Upon the approval of the Company's Board of Directors or Compensation Committee, Mr. White will be granted a one-time option to acquire 300,000 shares (the “Options”) of the Company's common stock with an exercise price equal to the closing price of the Company's common stock on the date determined by the Board of Directors. One-fourth of the shares subject to the Option Grant will vest on the first anniversary of Mr. White’s employment, subject to Mr. White's continued service with the Company at that time. The remaining shares will vest monthly over the following three years at a rate of 1/48th of the entire option each month, so long as his service to the Company continues. Mr. White will also receive a one-time grant of 100,000 shares of restricted stock that will vest in three annual installments from his employment commencement date, subject to his continued service to the Company.
Subject to the approval of the Board or Compensation Committee, Mr. White will be entitled to receive a total of 275,000 performance based shares ("the PSUs") based on the goal attainment as presented in the Offer Letter covering the two year period ending June 30, 2016.
In addition, Mr. White will be eligible to participate in the Company’s Executive Incentive Plan (“EIP”) with an annual target of one hundred percent (100%) of his annual base salary.
In addition, the Company has agreed to enter into an executive change in control severance agreement with Mr. White in the form standard for the Company’s executive officers, under which, in the event of his termination in connection with a change in control of the Company, Mr. White will be entitled to 12 months of his salary as then in effect, and 12 months of medical benefits payments. Finally, in the event of Mr. White’s termination other than for cause and not in connection with a change in control of the Company, the Company has agreed to provide Mr. White a severance of 6 months of his salary as then in effect and 6 months of medical benefits payments as further defined in the Offer Letter.
There are no family relationships between Mr.

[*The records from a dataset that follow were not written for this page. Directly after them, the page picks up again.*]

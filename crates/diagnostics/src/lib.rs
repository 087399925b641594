//! Diagnostics for the argline command parser.
//!
//! Provides [`Diagnostic`], [`Severity`], and [`Span`] types used to report
//! syntax errors, escape decoding failures, and warnings from the parser.
//! Diagnostic codes are defined in the [`codes`] module.

#![warn(missing_docs)]

/// Diagnostic ID constants.
pub mod codes;

use serde::{Deserialize, Serialize};
use std::borrow::Cow;
use std::collections::BTreeMap;

/// Severity level for a diagnostic message.
#[derive(Debug, Clone, PartialEq, Eq, Serialize, Deserialize)]
#[serde(rename_all = "lowercase")]
#[non_exhaustive]
pub enum Severity {
    /// Hard error: the line is not a valid command.
    Error,
    /// Warning: the line parsed, but not exactly as written.
    Warn,
    /// Informational note.
    Info,
}

/// Byte span in the source line.
#[derive(Debug, Clone, Copy, Serialize, Deserialize, PartialEq, Eq, Hash)]
pub struct Span {
    /// Byte offset of the first character (0-based).
    pub start: usize,
    /// Byte offset one past the last character.
    pub end: usize,
}

impl Span {
    /// Create a span covering `[start, end)`.
    ///
    /// Panics if `end < start`.
    pub fn new(start: usize, end: usize) -> Self {
        assert!(end >= start, "Span end ({end}) < start ({start})");
        Self { start, end }
    }

    /// Create a zero-width span at the given position.
    pub fn empty(pos: usize) -> Self {
        Self {
            start: pos,
            end: pos,
        }
    }

    /// Smallest span covering both `self` and `other`.
    pub fn cover(self, other: Span) -> Self {
        Self {
            start: self.start.min(other.start),
            end: self.end.max(other.end),
        }
    }

    /// Shift both ends right by `offset` bytes.
    ///
    /// Used when the parsed text is a suffix of a larger message
    /// (e.g. after the command prefix has been stripped).
    pub fn shifted(self, offset: usize) -> Self {
        Self {
            start: self.start + offset,
            end: self.end + offset,
        }
    }

    /// Length of the span in bytes.
    pub fn len(&self) -> usize {
        self.end - self.start
    }

    /// Whether the span is zero-width.
    pub fn is_empty(&self) -> bool {
        self.start == self.end
    }
}

/// A diagnostic message produced by the parser.
#[derive(Debug, Clone, PartialEq, Eq, Serialize, Deserialize)]
pub struct Diagnostic {
    /// Unique diagnostic code (e.g., `"CMD1004"`).
    pub id: Cow<'static, str>,
    /// Severity level.
    pub severity: Severity,
    /// Human-readable diagnostic message.
    pub message: String,
    /// Optional byte span in the source line that this diagnostic relates to.
    #[serde(skip_serializing_if = "Option::is_none")]
    pub span: Option<Span>,
    /// Machine-readable context for tooling. Keys and values are free-form strings.
    ///
    /// Uses `BTreeMap` for deterministic key ordering in serialized output.
    #[serde(skip_serializing_if = "Option::is_none")]
    pub context: Option<BTreeMap<String, String>>,
}

impl Diagnostic {
    /// Create a diagnostic with the given fields.
    pub fn new(
        id: impl Into<Cow<'static, str>>,
        severity: Severity,
        message: impl Into<String>,
        span: Option<Span>,
    ) -> Self {
        Self {
            id: id.into(),
            severity,
            message: message.into(),
            span,
            context: None,
        }
    }

    /// Shorthand for an `Error` diagnostic.
    pub fn error(
        id: impl Into<Cow<'static, str>>,
        message: impl Into<String>,
        span: Option<Span>,
    ) -> Self {
        Self::new(id, Severity::Error, message, span)
    }

    /// Shorthand for a `Warn` diagnostic.
    pub fn warn(
        id: impl Into<Cow<'static, str>>,
        message: impl Into<String>,
        span: Option<Span>,
    ) -> Self {
        Self::new(id, Severity::Warn, message, span)
    }

    /// Shorthand for an `Info` diagnostic.
    pub fn info(
        id: impl Into<Cow<'static, str>>,
        message: impl Into<String>,
        span: Option<Span>,
    ) -> Self {
        Self::new(id, Severity::Info, message, span)
    }

    /// Attach machine-readable context metadata (builder pattern).
    ///
    /// Keys are short descriptors like `"expected"`, `"found"`, `"escape"`.
    pub fn with_context(mut self, ctx: BTreeMap<String, String>) -> Self {
        self.context = Some(ctx);
        self
    }

    /// Move the span right by `offset` bytes, if there is one.
    pub fn shifted(mut self, offset: usize) -> Self {
        self.span = self.span.map(|s| s.shifted(offset));
        self
    }

    /// Whether this diagnostic is an error.
    pub fn is_error(&self) -> bool {
        matches!(self.severity, Severity::Error)
    }

    /// Returns the human-readable explanation for this diagnostic's code, if available.
    pub fn explain(&self) -> Option<&'static str> {
        explain(&self.id)
    }
}

impl std::fmt::Display for Severity {
    fn fmt(&self, f: &mut std::fmt::Formatter<'_>) -> std::fmt::Result {
        match self {
            Severity::Error => write!(f, "error"),
            Severity::Warn => write!(f, "warn"),
            Severity::Info => write!(f, "info"),
        }
    }
}

impl std::fmt::Display for Diagnostic {
    fn fmt(&self, f: &mut std::fmt::Formatter<'_>) -> std::fmt::Result {
        write!(f, "{}[{}]: {}", self.severity, self.id, self.message)
    }
}

/// Returns the human-readable explanation for a diagnostic code, if known.
pub fn explain(id: &str) -> Option<&'static str> {
    let text = match id {
        codes::UNEXPECTED_TOKEN => {
            "A token appeared where the command grammar does not allow it. \
             A command line is a name followed by whitespace-separated arguments."
        }
        codes::MISSING_COMMAND_NAME => {
            "The line must begin with a command name made of letters and digits. \
             Empty lines and lines starting with whitespace, quotes, or symbols are rejected."
        }
        codes::INVALID_COMMAND_NAME => {
            "Command names contain only letters and digits and must be followed by \
             whitespace or the end of the line."
        }
        codes::UNTERMINATED_QUOTE => {
            "A quoted argument was opened with '\"' but the line ended before the \
             closing quote. Add the closing '\"' or escape the quote as \\\"."
        }
        codes::MISSING_SEPARATOR => {
            "Arguments must be separated by at least one whitespace character. \
             Adjacent quoted segments such as \"a\"\"b\" are not joined."
        }
        codes::INVALID_ESCAPE => {
            "A backslash must be followed by one of b t n f r ' \" \\, by u and four \
             hex digits, or by one to three octal digits. Write \\\\ for a literal backslash."
        }
        codes::OCTAL_OUT_OF_RANGE => {
            "Octal escapes encode a single byte, so their value must be at most \\377 (255)."
        }
        codes::LONE_SURROGATE => {
            "A \\uXXXX escape named a UTF-16 surrogate half (D800-DFFF) that is not part \
             of a high/low pair, so it does not encode a character."
        }
        codes::MALFORMED_ESCAPE_DIGITS => "The digits of a numeric escape could not be read.",
        codes::ESCAPE_PASSED_THROUGH => {
            "An invalid escape was kept as literal text because the lenient escape \
             policy is active. The argument differs from what strict parsing accepts."
        }
        codes::NOT_A_COMMAND => {
            "The message does not start with the configured command prefix, so it is \
             not treated as a command."
        }
        _ => return None,
    };
    Some(text)
}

White and any director or executive officer of the Company, and he has no direct or indirect material interest in any transaction required to be disclosed pursuant to Item 404(a) of Regulation S-K.
Copies of the press release concerning the events above and Mr. White's Offer Letter are attached as Exhibit 99.1 and Exhibit 10.1, respectively, to this Current Report on Form 8-K. The description of the terms of the offer letter is qualified in its entirety by the full text of the offer letter filed herewith as Exhibit 10.1.

Item 9.01 Financial Statements and Exhibits.
(d) Exhibits.

Offer Letter executed September 29, 2014, between Extreme Networks, Inc. and Jeffrey White.

Press Release


Pursuant to the requirements of the Securities Exchange Act of 1934, the registrant has duly caused this report to be signed on its behalf by the undersigned hereunto duly authorized.